Task to complete -> Among the entries, which lines carry the string "Parser"? Copy each of them.

Data for analysis ->

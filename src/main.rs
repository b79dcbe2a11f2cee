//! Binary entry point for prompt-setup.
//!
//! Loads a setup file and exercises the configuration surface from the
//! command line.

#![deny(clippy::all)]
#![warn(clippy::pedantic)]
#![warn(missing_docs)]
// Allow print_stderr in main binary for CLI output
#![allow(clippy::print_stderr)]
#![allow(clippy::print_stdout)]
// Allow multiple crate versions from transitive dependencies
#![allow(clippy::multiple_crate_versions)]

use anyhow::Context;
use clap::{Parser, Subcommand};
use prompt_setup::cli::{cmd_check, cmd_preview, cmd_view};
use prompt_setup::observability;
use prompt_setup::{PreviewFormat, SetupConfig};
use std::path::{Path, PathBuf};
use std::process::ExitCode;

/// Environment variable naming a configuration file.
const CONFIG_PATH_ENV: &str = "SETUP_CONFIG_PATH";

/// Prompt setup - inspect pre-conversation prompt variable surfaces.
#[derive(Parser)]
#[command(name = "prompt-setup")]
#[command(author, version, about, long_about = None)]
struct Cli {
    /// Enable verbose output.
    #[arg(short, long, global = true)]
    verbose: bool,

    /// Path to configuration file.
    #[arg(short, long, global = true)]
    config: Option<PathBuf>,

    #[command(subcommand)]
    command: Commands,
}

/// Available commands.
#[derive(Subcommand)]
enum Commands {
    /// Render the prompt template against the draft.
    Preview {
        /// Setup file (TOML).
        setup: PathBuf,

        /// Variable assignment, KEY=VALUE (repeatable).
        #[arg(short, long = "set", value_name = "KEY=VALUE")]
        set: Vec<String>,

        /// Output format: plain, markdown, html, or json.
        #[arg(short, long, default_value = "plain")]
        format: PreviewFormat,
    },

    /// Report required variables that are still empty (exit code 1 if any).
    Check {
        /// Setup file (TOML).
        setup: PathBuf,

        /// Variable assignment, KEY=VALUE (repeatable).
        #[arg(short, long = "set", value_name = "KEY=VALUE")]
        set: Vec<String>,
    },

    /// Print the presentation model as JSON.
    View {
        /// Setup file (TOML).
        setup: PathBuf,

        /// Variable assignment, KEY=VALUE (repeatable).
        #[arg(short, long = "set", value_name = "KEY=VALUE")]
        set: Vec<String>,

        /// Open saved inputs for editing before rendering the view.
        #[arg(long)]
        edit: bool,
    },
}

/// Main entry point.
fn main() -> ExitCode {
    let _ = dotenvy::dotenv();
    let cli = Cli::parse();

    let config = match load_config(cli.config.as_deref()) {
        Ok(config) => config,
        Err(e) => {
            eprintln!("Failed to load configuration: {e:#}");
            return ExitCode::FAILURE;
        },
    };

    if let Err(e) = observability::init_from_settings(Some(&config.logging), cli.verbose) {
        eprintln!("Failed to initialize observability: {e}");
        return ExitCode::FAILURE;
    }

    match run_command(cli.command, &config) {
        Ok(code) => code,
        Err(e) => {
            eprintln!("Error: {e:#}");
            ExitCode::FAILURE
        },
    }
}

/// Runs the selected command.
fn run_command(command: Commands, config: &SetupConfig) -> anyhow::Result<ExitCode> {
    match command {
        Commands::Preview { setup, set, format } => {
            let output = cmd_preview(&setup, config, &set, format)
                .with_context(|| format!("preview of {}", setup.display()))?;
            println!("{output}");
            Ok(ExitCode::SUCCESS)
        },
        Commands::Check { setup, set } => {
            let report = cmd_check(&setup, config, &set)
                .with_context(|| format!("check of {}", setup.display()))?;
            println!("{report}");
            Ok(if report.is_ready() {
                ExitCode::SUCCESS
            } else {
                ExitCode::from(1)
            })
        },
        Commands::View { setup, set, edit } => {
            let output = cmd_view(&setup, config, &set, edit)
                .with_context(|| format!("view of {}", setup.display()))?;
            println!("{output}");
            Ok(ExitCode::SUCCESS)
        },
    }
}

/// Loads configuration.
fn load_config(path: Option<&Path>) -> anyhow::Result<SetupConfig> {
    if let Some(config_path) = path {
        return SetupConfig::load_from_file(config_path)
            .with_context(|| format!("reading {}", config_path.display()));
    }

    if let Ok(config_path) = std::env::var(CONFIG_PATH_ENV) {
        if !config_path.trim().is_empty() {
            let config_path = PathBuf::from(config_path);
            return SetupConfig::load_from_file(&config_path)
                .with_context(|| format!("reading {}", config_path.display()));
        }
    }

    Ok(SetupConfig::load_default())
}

Answer to the exercise ->
use clap::{Parser, Subcommand};
#[derive(Parser)]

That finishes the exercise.